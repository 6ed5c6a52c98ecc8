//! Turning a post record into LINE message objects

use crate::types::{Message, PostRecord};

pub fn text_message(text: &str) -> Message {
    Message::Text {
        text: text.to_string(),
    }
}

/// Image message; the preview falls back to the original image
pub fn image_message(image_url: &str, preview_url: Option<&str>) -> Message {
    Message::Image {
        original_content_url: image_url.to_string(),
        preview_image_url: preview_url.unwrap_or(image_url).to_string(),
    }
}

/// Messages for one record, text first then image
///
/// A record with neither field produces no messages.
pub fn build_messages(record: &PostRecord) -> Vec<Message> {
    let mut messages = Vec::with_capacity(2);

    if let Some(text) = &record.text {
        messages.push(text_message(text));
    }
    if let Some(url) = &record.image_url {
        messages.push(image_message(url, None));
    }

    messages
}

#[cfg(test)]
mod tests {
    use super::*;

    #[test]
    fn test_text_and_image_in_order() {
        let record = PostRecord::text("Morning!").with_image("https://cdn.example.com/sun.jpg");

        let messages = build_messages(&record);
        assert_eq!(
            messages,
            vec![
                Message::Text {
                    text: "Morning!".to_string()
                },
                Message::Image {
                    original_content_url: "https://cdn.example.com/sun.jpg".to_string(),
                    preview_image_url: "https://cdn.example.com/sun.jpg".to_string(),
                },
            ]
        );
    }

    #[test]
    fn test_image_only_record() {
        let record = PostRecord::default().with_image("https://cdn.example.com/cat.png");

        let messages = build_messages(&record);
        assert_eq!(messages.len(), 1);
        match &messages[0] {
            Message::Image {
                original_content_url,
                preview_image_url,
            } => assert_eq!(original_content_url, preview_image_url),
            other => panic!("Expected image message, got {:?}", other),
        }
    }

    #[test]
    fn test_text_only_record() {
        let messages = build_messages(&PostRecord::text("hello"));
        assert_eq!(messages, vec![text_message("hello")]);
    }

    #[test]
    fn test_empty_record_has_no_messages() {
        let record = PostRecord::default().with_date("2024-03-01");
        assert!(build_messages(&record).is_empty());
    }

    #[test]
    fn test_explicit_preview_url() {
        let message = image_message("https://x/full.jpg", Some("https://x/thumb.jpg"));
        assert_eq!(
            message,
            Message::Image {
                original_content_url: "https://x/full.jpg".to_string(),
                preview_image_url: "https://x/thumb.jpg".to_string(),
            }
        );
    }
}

* * *

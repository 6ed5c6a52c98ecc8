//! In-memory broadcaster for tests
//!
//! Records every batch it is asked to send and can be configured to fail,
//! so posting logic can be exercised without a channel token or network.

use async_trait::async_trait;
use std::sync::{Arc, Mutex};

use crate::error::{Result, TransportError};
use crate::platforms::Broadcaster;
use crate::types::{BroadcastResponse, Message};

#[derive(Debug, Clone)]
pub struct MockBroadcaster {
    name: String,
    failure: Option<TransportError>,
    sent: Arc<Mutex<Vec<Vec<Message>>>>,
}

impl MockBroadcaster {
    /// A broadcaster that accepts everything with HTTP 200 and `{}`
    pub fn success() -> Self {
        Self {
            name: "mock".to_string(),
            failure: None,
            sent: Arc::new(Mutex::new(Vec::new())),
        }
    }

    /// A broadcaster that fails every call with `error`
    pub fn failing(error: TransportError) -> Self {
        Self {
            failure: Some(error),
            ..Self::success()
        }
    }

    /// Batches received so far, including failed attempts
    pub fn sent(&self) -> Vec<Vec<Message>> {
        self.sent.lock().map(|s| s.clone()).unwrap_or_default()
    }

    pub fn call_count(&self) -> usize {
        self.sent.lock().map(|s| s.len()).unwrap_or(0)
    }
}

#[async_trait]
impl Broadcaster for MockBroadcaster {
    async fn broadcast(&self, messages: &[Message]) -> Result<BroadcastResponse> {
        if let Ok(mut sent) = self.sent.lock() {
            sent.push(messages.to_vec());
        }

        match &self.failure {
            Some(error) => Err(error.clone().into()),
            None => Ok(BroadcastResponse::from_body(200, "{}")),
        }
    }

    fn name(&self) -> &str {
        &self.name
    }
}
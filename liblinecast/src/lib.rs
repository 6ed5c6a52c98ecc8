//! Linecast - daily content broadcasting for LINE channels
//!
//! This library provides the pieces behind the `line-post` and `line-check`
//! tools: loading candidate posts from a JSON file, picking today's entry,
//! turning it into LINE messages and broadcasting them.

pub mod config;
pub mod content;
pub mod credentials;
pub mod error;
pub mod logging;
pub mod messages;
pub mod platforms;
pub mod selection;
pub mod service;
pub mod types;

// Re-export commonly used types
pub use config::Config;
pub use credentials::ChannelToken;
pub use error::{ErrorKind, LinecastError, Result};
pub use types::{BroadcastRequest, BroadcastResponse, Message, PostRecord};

--

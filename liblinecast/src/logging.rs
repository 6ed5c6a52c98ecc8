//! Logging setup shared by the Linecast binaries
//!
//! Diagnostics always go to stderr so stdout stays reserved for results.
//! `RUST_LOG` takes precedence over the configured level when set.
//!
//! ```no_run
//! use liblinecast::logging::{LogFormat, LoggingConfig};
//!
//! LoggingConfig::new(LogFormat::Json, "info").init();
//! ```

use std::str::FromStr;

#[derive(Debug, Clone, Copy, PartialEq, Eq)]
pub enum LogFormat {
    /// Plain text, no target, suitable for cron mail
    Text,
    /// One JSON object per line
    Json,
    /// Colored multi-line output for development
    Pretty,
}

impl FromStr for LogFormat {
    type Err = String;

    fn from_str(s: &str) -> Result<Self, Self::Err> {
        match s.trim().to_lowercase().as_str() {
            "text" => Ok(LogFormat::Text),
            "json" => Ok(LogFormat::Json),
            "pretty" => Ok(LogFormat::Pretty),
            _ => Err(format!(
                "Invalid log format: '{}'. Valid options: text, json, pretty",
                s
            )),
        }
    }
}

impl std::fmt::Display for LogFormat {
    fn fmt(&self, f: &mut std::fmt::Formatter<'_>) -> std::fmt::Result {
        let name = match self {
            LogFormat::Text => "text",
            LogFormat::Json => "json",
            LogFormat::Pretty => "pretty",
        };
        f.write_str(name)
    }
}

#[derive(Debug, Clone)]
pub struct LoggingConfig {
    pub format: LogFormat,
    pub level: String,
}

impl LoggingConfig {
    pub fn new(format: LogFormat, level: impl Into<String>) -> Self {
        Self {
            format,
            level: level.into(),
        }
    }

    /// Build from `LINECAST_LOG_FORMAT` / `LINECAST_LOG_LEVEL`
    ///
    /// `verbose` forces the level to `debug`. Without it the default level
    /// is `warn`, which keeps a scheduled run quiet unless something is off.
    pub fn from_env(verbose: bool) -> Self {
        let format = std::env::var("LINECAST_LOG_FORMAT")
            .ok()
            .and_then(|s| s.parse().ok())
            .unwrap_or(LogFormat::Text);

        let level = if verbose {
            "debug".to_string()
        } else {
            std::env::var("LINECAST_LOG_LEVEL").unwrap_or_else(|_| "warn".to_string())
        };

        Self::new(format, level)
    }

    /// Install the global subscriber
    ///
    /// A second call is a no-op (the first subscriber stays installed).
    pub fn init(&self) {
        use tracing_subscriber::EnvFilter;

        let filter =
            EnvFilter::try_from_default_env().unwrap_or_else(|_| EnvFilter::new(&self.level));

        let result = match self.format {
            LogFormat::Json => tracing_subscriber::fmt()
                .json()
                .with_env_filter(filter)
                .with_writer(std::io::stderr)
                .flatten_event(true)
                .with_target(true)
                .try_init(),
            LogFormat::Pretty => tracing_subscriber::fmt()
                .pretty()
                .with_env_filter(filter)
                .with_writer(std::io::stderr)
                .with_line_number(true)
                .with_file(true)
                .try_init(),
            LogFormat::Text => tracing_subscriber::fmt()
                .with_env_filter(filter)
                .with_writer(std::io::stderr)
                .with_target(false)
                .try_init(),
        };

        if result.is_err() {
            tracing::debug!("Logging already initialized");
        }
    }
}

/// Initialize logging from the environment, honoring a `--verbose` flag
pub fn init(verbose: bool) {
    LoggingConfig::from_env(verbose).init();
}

YOUR ASSIGNMENT: Going through the listing above, tally the lines that contain the word "None" and state the total alone.

RESPONSE TO THE EXERCISE: 3